**Assignment:** Repeat only the stretch of lines below that runs from the line with "let pellet = power_up.sprite.colliders().bounds().unwrap();" through the line with "for _ in 0..500", unaltered.

** Extracted entries follows **

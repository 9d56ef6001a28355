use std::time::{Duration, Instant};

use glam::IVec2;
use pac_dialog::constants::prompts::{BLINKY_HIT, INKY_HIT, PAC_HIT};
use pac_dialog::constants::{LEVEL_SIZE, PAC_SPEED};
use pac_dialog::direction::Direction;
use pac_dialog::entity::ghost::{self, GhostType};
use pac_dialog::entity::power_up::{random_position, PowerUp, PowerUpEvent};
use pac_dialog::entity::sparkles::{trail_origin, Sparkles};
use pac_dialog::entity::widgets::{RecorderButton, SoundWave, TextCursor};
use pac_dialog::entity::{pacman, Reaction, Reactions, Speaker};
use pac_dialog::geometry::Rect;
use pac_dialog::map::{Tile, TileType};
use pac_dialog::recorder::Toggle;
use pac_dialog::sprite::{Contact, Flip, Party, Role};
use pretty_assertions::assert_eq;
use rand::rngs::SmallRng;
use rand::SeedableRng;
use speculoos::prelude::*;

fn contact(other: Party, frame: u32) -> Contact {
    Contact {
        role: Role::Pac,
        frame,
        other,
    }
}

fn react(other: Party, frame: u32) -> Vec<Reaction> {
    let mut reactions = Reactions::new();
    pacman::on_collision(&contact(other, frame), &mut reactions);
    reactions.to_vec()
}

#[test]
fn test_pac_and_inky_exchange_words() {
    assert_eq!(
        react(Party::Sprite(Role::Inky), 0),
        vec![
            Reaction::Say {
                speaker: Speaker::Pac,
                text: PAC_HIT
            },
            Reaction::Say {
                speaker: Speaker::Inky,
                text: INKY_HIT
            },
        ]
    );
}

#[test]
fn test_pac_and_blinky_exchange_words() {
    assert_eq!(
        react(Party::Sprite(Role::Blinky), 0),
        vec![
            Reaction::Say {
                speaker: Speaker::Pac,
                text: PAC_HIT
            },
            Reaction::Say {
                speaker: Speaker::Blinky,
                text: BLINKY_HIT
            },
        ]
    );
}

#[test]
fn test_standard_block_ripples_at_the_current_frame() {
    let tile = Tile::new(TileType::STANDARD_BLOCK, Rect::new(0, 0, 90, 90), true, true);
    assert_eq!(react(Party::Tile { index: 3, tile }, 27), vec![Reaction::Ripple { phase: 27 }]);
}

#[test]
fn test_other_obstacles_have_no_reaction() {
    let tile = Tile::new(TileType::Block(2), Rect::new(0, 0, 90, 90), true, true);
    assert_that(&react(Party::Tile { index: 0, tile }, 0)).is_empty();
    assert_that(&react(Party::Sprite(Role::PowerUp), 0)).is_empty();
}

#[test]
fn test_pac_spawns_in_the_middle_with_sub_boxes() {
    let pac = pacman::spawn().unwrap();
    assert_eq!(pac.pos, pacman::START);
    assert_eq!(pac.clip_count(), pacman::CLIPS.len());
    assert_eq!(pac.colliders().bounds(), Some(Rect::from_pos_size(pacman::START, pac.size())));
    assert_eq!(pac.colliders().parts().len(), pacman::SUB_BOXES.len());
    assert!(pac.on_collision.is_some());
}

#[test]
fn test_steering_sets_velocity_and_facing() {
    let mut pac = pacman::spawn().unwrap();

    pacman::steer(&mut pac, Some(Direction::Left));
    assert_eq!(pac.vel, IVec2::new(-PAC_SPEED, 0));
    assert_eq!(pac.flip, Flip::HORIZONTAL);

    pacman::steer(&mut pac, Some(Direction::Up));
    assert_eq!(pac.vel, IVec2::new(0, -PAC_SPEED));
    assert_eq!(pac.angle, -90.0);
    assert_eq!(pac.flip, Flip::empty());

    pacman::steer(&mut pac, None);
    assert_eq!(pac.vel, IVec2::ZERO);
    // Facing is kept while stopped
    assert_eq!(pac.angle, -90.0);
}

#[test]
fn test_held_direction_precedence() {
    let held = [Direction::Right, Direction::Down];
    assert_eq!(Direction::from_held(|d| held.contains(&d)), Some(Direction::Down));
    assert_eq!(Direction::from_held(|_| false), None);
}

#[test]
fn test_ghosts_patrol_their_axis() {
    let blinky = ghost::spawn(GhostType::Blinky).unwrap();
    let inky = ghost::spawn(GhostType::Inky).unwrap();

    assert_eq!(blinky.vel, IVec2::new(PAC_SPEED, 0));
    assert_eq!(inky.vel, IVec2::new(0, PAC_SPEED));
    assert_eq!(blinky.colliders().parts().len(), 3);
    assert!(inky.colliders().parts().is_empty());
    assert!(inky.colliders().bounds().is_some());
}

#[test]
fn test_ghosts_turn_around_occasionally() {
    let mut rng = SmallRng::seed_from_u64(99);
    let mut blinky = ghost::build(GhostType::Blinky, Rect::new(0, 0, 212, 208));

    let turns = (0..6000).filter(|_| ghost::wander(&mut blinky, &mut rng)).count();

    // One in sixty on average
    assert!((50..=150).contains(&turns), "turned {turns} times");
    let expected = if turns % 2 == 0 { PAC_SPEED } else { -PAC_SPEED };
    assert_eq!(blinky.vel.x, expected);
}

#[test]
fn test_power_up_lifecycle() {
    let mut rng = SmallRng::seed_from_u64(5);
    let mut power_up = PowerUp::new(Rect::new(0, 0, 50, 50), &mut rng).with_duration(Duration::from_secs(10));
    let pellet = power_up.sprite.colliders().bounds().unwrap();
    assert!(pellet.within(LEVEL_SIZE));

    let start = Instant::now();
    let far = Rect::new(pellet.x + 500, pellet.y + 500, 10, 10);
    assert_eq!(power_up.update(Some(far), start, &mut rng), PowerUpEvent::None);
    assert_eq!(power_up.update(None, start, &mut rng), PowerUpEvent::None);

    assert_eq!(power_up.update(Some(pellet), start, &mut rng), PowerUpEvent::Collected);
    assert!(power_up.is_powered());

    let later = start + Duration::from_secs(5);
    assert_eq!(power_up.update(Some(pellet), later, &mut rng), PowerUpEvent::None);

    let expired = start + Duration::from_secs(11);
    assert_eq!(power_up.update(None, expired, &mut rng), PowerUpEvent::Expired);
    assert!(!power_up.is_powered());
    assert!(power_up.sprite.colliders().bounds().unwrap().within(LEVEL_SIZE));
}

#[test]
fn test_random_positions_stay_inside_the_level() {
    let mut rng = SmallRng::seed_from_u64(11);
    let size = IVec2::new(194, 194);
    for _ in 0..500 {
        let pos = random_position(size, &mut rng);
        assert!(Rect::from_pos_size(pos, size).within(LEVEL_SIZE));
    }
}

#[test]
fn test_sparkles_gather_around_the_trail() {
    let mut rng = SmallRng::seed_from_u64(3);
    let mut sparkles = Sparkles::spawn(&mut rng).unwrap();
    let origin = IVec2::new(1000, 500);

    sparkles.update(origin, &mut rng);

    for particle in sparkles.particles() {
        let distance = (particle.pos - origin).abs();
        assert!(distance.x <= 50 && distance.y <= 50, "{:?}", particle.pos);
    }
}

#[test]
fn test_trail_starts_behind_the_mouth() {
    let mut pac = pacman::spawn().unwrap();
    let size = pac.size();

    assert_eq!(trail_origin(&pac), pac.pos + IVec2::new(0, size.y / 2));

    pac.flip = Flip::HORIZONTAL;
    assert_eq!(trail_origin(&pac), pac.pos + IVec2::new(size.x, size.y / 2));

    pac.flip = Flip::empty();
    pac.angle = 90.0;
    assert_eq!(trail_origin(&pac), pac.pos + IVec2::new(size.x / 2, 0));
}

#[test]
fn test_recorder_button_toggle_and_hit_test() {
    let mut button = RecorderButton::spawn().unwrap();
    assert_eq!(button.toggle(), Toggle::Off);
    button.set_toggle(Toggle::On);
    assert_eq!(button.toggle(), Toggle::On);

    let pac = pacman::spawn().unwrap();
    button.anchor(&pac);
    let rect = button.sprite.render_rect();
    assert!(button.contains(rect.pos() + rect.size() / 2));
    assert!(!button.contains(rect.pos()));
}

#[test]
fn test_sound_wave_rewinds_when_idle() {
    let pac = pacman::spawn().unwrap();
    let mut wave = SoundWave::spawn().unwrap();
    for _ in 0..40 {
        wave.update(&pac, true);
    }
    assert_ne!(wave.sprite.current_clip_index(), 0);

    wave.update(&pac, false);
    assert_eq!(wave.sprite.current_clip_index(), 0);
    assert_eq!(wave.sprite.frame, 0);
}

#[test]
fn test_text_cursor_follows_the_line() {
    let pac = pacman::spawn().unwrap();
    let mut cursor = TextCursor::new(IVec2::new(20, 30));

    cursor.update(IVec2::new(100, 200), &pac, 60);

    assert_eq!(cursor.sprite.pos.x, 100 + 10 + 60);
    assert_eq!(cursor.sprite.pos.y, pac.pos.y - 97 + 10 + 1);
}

** End of Extracted entries **
** Extracted entries follows **

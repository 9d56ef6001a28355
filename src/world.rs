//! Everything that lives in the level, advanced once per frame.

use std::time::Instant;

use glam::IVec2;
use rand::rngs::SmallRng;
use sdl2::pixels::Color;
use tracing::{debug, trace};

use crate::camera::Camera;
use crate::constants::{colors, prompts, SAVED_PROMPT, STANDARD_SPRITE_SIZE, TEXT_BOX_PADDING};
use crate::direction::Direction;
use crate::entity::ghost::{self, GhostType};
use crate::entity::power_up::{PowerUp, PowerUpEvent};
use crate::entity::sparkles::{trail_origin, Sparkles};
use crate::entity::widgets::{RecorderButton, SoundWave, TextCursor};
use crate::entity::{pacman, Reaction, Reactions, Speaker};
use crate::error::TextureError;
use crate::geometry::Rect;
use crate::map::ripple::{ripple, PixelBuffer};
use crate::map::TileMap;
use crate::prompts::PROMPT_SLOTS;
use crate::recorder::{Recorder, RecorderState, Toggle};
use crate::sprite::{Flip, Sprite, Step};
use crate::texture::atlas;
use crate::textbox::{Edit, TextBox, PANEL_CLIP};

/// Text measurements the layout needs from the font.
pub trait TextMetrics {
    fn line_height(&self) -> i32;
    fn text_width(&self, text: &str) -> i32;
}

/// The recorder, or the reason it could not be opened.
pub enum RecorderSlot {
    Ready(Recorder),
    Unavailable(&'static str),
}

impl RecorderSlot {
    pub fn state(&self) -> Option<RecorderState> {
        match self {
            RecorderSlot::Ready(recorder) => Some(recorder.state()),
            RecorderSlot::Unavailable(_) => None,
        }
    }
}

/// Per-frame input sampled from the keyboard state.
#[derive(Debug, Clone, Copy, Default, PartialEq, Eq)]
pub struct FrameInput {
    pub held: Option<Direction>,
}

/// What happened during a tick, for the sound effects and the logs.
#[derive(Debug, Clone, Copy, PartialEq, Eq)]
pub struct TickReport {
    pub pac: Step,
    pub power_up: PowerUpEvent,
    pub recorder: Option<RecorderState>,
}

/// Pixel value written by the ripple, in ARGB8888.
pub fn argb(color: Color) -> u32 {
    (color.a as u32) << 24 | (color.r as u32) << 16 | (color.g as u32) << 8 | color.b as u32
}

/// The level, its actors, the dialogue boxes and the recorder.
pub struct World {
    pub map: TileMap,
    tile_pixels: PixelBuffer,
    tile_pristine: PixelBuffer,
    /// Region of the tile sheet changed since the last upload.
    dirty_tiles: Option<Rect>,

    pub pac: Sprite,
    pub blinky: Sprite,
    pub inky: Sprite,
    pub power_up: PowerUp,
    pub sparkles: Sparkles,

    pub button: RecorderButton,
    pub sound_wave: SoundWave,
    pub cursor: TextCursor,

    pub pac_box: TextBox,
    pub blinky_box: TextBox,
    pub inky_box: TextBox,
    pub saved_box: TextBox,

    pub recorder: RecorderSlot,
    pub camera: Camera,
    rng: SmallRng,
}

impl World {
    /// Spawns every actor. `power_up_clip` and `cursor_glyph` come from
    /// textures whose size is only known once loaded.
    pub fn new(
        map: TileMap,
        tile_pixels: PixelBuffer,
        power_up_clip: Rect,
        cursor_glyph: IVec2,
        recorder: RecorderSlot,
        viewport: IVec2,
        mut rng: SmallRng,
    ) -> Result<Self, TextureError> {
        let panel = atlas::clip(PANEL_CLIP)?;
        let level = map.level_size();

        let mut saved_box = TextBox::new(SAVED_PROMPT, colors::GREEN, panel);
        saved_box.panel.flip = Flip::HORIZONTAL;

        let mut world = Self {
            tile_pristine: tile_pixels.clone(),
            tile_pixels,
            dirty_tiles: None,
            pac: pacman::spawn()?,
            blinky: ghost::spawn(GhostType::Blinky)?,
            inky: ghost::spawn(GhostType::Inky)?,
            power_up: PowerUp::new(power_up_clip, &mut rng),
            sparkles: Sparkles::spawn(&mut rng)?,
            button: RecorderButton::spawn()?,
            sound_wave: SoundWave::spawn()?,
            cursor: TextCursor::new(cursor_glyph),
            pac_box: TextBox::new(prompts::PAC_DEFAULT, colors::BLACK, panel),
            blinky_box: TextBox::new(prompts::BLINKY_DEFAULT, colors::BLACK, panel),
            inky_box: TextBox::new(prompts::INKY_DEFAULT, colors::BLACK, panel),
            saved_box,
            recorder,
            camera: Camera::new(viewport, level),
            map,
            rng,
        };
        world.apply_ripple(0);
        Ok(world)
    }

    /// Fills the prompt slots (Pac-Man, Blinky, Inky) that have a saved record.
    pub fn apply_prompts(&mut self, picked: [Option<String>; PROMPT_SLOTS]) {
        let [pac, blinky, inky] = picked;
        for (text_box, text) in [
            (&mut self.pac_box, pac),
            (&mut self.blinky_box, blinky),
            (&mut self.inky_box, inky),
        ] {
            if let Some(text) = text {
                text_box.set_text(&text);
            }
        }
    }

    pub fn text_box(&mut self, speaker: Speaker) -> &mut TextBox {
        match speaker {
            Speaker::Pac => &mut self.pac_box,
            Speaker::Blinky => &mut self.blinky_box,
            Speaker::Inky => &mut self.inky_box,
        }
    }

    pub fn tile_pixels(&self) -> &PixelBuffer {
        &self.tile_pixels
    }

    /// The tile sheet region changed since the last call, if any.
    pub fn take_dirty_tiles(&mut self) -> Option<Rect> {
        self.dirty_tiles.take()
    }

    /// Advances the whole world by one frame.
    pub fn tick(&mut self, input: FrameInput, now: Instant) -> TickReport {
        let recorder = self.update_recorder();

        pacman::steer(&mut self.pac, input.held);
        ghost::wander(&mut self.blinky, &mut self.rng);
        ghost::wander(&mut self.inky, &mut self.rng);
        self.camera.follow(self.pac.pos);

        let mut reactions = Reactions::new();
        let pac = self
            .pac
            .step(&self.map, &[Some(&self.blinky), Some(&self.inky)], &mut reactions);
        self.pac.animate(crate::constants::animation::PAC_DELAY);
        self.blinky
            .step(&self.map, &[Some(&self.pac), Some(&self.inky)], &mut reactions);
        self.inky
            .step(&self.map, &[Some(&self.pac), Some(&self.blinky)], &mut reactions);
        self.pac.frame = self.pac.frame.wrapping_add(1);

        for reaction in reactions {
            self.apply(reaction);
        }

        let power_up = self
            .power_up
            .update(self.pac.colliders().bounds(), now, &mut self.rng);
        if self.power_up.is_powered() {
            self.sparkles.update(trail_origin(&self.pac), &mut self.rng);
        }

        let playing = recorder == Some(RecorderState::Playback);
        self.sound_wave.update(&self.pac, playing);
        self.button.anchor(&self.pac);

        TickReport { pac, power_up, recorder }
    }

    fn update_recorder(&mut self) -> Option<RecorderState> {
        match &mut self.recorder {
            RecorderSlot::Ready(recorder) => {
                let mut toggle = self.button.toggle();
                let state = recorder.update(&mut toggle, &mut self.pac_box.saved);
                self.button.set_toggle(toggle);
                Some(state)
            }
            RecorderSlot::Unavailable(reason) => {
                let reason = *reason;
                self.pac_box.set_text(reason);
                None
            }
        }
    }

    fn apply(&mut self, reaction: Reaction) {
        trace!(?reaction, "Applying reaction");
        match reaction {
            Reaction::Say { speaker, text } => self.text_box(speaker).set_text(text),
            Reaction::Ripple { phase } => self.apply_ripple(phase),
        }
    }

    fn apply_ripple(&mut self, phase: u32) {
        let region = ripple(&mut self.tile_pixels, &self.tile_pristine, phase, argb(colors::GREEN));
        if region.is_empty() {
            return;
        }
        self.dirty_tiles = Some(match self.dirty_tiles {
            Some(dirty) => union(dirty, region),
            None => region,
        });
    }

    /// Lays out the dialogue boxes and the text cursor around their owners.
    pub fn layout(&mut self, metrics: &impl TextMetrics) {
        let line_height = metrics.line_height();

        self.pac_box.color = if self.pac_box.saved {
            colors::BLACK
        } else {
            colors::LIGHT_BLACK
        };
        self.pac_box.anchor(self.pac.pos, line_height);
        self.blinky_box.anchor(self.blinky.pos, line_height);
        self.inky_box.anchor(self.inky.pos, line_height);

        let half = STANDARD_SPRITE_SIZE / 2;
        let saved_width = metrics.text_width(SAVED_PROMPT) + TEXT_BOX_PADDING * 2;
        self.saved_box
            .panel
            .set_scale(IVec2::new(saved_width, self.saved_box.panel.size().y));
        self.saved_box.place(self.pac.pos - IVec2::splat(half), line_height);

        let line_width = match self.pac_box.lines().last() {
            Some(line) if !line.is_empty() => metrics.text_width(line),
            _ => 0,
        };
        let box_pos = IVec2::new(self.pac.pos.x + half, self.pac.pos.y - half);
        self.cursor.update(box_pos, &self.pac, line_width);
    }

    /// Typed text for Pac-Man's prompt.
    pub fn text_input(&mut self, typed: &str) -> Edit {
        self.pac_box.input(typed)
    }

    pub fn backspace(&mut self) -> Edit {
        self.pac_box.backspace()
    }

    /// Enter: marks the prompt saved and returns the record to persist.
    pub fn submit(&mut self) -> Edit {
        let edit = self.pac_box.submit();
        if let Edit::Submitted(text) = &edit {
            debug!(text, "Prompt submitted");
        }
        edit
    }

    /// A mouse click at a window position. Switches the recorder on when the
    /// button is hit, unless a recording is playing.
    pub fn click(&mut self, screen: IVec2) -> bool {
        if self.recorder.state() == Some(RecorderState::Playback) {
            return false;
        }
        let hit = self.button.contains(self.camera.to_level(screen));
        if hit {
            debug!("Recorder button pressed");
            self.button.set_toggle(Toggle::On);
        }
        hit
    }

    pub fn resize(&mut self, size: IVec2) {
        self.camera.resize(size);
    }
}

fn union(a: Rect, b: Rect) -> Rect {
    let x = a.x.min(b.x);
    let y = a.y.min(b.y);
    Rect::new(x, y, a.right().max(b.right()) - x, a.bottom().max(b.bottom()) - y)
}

** End of Extracted entries **

**Solution for this problem:**
    let pellet = power_up.sprite.colliders().bounds().unwrap();
    assert!(pellet.within(LEVEL_SIZE));

    let start = Instant::now();
    let far = Rect::new(pellet.x + 500, pellet.y + 500, 10, 10);
    assert_eq!(power_up.update(Some(far), start, &mut rng), PowerUpEvent::None);
    assert_eq!(power_up.update(None, start, &mut rng), PowerUpEvent::None);

    assert_eq!(power_up.update(Some(pellet), start, &mut rng), PowerUpEvent::Collected);
    assert!(power_up.is_powered());

    let later = start + Duration::from_secs(5);
    assert_eq!(power_up.update(Some(pellet), later, &mut rng), PowerUpEvent::None);

    let expired = start + Duration::from_secs(11);
    assert_eq!(power_up.update(None, expired, &mut rng), PowerUpEvent::Expired);
    assert!(!power_up.is_powered());
    assert!(power_up.sprite.colliders().bounds().unwrap().within(LEVEL_SIZE));
}

#[test]
fn test_random_positions_stay_inside_the_level() {
    let mut rng = SmallRng::seed_from_u64(11);
    let size = IVec2::new(194, 194);
    for _ in 0..500 {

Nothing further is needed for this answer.